====== Material provided ======
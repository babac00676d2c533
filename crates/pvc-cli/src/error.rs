//! CLI error types.

use std::fmt;

/// CLI-specific errors.
#[derive(Debug)]
pub enum CliError {
    /// Cluster connection could not be established.
    Connection(String),
    /// Invalid configuration.
    Config(String),
    /// Diagnosis or claim listing failed.
    Diagnosis(pvc_core::Error),
    /// Output formatting error.
    Format(String),
    /// IO error.
    Io(std::io::Error),
}

impl fmt::Display for CliError {
    fn fmt(&self, f: &mut fmt::Formatter<'_>) -> fmt::Result {
        match self {
            Self::Connection(msg) => write!(f, "connection error: {msg}"),
            Self::Config(msg) => write!(f, "configuration error: {msg}"),
            Self::Diagnosis(e) => write!(f, "{e}"),
            Self::Format(msg) => write!(f, "format error: {msg}"),
            Self::Io(e) => write!(f, "IO error: {e}"),
        }
    }
}

impl std::error::Error for CliError {
    fn source(&self) -> Option<&(dyn std::error::Error + 'static)> {
        match self {
            Self::Diagnosis(e) => Some(e),
            Self::Io(e) => Some(e),
            _ => None,
        }
    }
}

impl From<std::io::Error> for CliError {
    fn from(err: std::io::Error) -> Self {
        Self::Io(err)
    }
}

impl From<pvc_core::Error> for CliError {
    fn from(err: pvc_core::Error) -> Self {
        Self::Diagnosis(err)
    }
}

#[cfg(test)]
mod tests {
    use super::*;

    #[test]
    fn cli_error_display_connection() {
        let err = CliError::Connection("no kubeconfig".into());
        assert_eq!(err.to_string(), "connection error: no kubeconfig");
    }

    #[test]
    fn cli_error_display_diagnosis_is_transparent() {
        let err = CliError::from(pvc_core::Error::ClaimNotFound {
            namespace: "default".into(),
            name: "data".into(),
        });
        assert_eq!(err.to_string(), "volume claim not found: default/data");
        assert!(std::error::Error::source(&err).is_some());
    }

    #[test]
    fn cli_error_from_io_error() {
        let io_err = std::io::Error::new(std::io::ErrorKind::NotFound, "file not found");
        let cli_err = CliError::from(io_err);
        assert!(matches!(cli_err, CliError::Io(_)));
    }
}
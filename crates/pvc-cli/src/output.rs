//! Output formatting for CLI commands.
//!
//! Supports table (human-readable) and JSON output formats.

use std::io::Write;

use pvc_core::{Claim, StatusReport};
use serde::Serialize;

use crate::cli::Format;
use crate::error::CliError;

/// Placeholder shown for pods that have not been scheduled.
const UNSCHEDULED: &str = "<unscheduled>";

/// Placeholder for absent values in table cells.
const NONE: &str = "<none>";

/// Output formatter that handles both table and JSON output.
#[derive(Debug, Clone)]
pub struct OutputFormat {
    format: Format,
}

impl OutputFormat {
    /// Create a new output formatter.
    #[must_use]
    pub const fn new(format: Format) -> Self {
        Self { format }
    }

    /// Write a serializable value to the output.
    ///
    /// # Errors
    ///
    /// Returns an error if serialization or writing fails.
    pub fn write<W, T>(&self, writer: &mut W, value: &T) -> Result<(), CliError>
    where
        W: Write,
        T: Serialize + TableDisplay,
    {
        match self.format {
            Format::Json => {
                serde_json::to_writer_pretty(&mut *writer, value)
                    .map_err(|e| CliError::Format(format!("JSON serialization failed: {e}")))?;
                writeln!(writer)?;
            }
            Format::Table => {
                value.write_table(writer)?;
            }
        }
        Ok(())
    }

    /// Write a serializable value to a string.
    ///
    /// # Errors
    ///
    /// Returns an error if serialization fails.
    pub fn to_string<T>(&self, value: &T) -> Result<String, CliError>
    where
        T: Serialize + TableDisplay,
    {
        let mut buf = Vec::new();
        self.write(&mut buf, value)?;
        String::from_utf8(buf).map_err(|e| CliError::Format(format!("UTF-8 error: {e}")))
    }
}

impl Default for OutputFormat {
    fn default() -> Self {
        Self::new(Format::Table)
    }
}

/// Trait for types that can be displayed as a table.
pub trait TableDisplay {
    /// Write the value as a human-readable table.
    ///
    /// # Errors
    ///
    /// Returns an error if writing fails.
    fn write_table<W: Write>(&self, writer: &mut W) -> Result<(), CliError>;
}

/// Rows of text cells rendered with left-aligned, content-sized columns.
struct Table<'a> {
    header: Vec<&'a str>,
    rows: Vec<Vec<String>>,
}

impl<'a> Table<'a> {
    fn new(header: Vec<&'a str>) -> Self {
        Self {
            header,
            rows: Vec::new(),
        }
    }

    fn row(&mut self, cells: Vec<String>) {
        self.rows.push(cells);
    }

    fn widths(&self) -> Vec<usize> {
        let mut widths: Vec<usize> = self.header.iter().map(|h| h.chars().count()).collect();
        for row in &self.rows {
            for (width, cell) in widths.iter_mut().zip(row) {
                *width = (*width).max(cell.chars().count());
            }
        }
        widths
    }

    fn write<W: Write>(&self, writer: &mut W) -> Result<(), CliError> {
        let widths = self.widths();
        write_line(writer, &widths, self.header.iter().copied())?;
        for row in &self.rows {
            write_line(writer, &widths, row.iter().map(String::as_str))?;
        }
        Ok(())
    }
}

fn write_line<'c, W: Write>(
    writer: &mut W,
    widths: &[usize],
    cells: impl Iterator<Item = &'c str>,
) -> Result<(), CliError> {
    let line = cells
        .zip(widths)
        .map(|(cell, &width)| format!("{cell:<width$}"))
        .collect::<Vec<_>>()
        .join("   ");
    writeln!(writer, "{}", line.trim_end())?;
    Ok(())
}

impl TableDisplay for StatusReport {
    fn write_table<W: Write>(&self, writer: &mut W) -> Result<(), CliError> {
        writeln!(writer, "Claim:  {}/{}", self.namespace, self.claim)?;
        match &self.volume {
            Some(volume) => writeln!(
                writer,
                "Volume: {} (handle {})",
                volume.name, volume.attachment_handle
            )?,
            None => writeln!(writer, "Volume: {NONE}")?,
        }
        writeln!(writer)?;

        if self.pods.is_empty() {
            writeln!(writer, "No pods reference this claim")?;
        } else {
            let mut pods = Table::new(vec!["POD", "NODE", "STATE"]);
            for pod in &self.pods {
                pods.row(vec![
                    pod.name.clone(),
                    pod.node.clone().unwrap_or_else(|| UNSCHEDULED.to_string()),
                    pod.state.to_string(),
                ]);
            }
            pods.write(writer)?;
        }
        writeln!(writer)?;

        let mut phases = Table::new(vec!["PHASE", "STATUS", "DETAIL"]);
        for (phase, verdict) in self.phases() {
            phases.row(vec![
                phase.to_string(),
                verdict.status.to_string(),
                verdict.detail.clone(),
            ]);
        }
        phases.write(writer)
    }
}

/// Claims listed by `ls`.
#[derive(Debug, Clone, Serialize)]
pub struct ClaimList {
    /// Namespace the claims were listed from.
    pub namespace: String,
    /// Pod whose claims were listed, if any.
    #[serde(skip_serializing_if = "Option::is_none")]
    pub pod: Option<String>,
    /// The claims.
    pub claims: Vec<Claim>,
}

impl TableDisplay for ClaimList {
    fn write_table<W: Write>(&self, writer: &mut W) -> Result<(), CliError> {
        if self.claims.is_empty() {
            match &self.pod {
                Some(pod) => writeln!(writer, "Pod {pod} uses no claims")?,
                None => writeln!(writer, "No claims in namespace {}", self.namespace)?,
            }
            return Ok(());
        }

        let mut table = Table::new(vec!["NAME", "VOLUME", "STORAGECLASS"]);
        for claim in &self.claims {
            table.row(vec![
                claim.name.clone(),
                claim.bound_volume().unwrap_or(NONE).to_string(),
                claim.storage_class.clone().unwrap_or_else(|| NONE.to_string()),
            ]);
        }
        table.write(writer)
    }
}

#[cfg(test)]
mod tests {
    use super::*;
    use pvc_core::{Phase, PhaseStatus, PhaseVerdict, Pod, PodState, VolumeStatus};

    fn degraded_report() -> StatusReport {
        let mut report = StatusReport::new("shop", "data");
        report.mark_bound();
        report.volume = Some(VolumeStatus {
            name: "pv-1".to_string(),
            attachment_handle: "vol-1".to_string(),
        });
        report.pods = vec![
            Pod {
                name: "web-0".to_string(),
                node: Some("node-a".to_string()),
                state: PodState::Running,
                volume: "www".to_string(),
            },
            Pod {
                name: "web-1".to_string(),
                node: None,
                state: PodState::Pending,
                volume: "www".to_string(),
            },
        ];
        report.set_phase(Phase::Attach, PhaseVerdict::success());
        report.set_phase(
            Phase::Mount,
            PhaseVerdict {
                status: PhaseStatus::PartlyFail,
                detail: "pods: [web-1] are still not mounted as desired".to_string(),
                outstanding: vec!["web-1".to_string()],
            },
        );
        report
    }

    #[test]
    fn output_format_default_is_table() {
        let out = OutputFormat::default()
            .to_string(&StatusReport::new("default", "data"))
            .expect("should format");
        assert!(out.starts_with("Claim:"));
    }

    #[test]
    fn report_table_lists_pods_then_phases() {
        let out = OutputFormat::new(Format::Table)
            .to_string(&degraded_report())
            .expect("should format");

        assert!(out.contains("Claim:  shop/data"));
        assert!(out.contains("Volume: pv-1 (handle vol-1)"));
        assert!(out.contains("POD"));
        assert!(out.contains(UNSCHEDULED));

        let pods_at = out.find("POD").expect("pod table");
        let phases_at = out.find("PHASE").expect("phase table");
        assert!(pods_at < phases_at);

        let order: Vec<usize> = ["Provision", "Bind", "Attach", "Mount"]
            .iter()
            .map(|p| out.find(p).expect("phase row"))
            .collect();
        assert!(order.windows(2).all(|w| w[0] < w[1]));
        assert!(out.contains("partly fail"));
        assert!(out.contains("pods: [web-1] are still not mounted as desired"));
    }

    #[test]
    fn report_table_columns_are_aligned() {
        let out = OutputFormat::new(Format::Table)
            .to_string(&degraded_report())
            .expect("should format");
        let rows: Vec<&str> = out
            .lines()
            .filter(|l| l.starts_with("POD") || l.starts_with("web-"))
            .collect();
        assert_eq!(rows.len(), 3);
        let node_col = rows[0].find("NODE").expect("NODE header");
        assert_eq!(rows[1].find("node-a"), Some(node_col));
        assert_eq!(rows[2].find(UNSCHEDULED), Some(node_col));
    }

    #[test]
    fn report_table_without_pods() {
        let out = OutputFormat::new(Format::Table)
            .to_string(&StatusReport::new("default", "data"))
            .expect("should format");
        assert!(out.contains("No pods reference this claim"));
        assert!(out.contains("Volume: <none>"));
        assert_eq!(out.matches("ongoing").count(), 4);
    }

    #[test]
    fn report_json_has_all_phases() {
        let out = OutputFormat::new(Format::Json)
            .to_string(&degraded_report())
            .expect("should format");
        let value: serde_json::Value = serde_json::from_str(&out).expect("valid JSON");

        assert_eq!(value["claim"], "data");
        assert_eq!(value["namespace"], "shop");
        assert_eq!(value["phases"]["Mount"]["status"], "partly_fail");
        assert_eq!(value["phases"]["Provision"]["status"], "success");
        assert_eq!(value["pods"].as_array().map(Vec::len), Some(2));
    }

    #[test]
    fn claim_list_table() {
        let list = ClaimList {
            namespace: "shop".to_string(),
            pod: None,
            claims: vec![
                Claim::new("shop", "data")
                    .bound_to("pv-1")
                    .with_storage_class("gp3"),
                Claim::new("shop", "scratch"),
            ],
        };
        let out = OutputFormat::new(Format::Table)
            .to_string(&list)
            .expect("should format");

        let lines: Vec<&str> = out.lines().collect();
        assert_eq!(lines.len(), 3);
        assert!(lines[0].starts_with("NAME"));
        assert!(lines[0].contains("STORAGECLASS"));
        assert!(lines[1].contains("pv-1") && lines[1].contains("gp3"));
        assert!(lines[2].starts_with("scratch") && lines[2].contains(NONE));
    }

    #[test]
    fn empty_claim_lists() {
        let fmt = OutputFormat::new(Format::Table);
        let ns = ClaimList {
            namespace: "shop".to_string(),
            pod: None,
            claims: Vec::new(),
        };
        assert_eq!(
            fmt.to_string(&ns).expect("format").trim(),
            "No claims in namespace shop"
        );

        let pod = ClaimList {
            pod: Some("web-0".to_string()),
            ..ns
        };
        assert_eq!(fmt.to_string(&pod).expect("format").trim(), "Pod web-0 uses no claims");
    }

    #[test]
    fn claim_list_json_skips_missing_pod() {
        let list = ClaimList {
            namespace: "shop".to_string(),
            pod: None,
            claims: vec![Claim::new("shop", "data")],
        };
        let out = OutputFormat::new(Format::Json).to_string(&list).expect("format");
        let value: serde_json::Value = serde_json::from_str(&out).expect("valid JSON");
        assert!(value.get("pod").is_none());
        assert_eq!(value["claims"][0]["name"], "data");
    }
}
======
Take every line from the data that includes the word "contains".

        assert!(out.contains("Claim:  shop/data"));
        assert!(out.contains("Volume: pv-1 (handle vol-1)"));
        assert!(out.contains("POD"));
        assert!(out.contains(UNSCHEDULED));
        assert!(out.contains("partly fail"));
        assert!(out.contains("pods: [web-1] are still not mounted as desired"));
        assert!(out.contains("No pods reference this claim"));
        assert!(out.contains("Volume: <none>"));
        assert!(lines[0].contains("STORAGECLASS"));
        assert!(lines[1].contains("pv-1") && lines[1].contains("gp3"));
        assert!(lines[2].starts_with("scratch") && lines[2].contains(NONE));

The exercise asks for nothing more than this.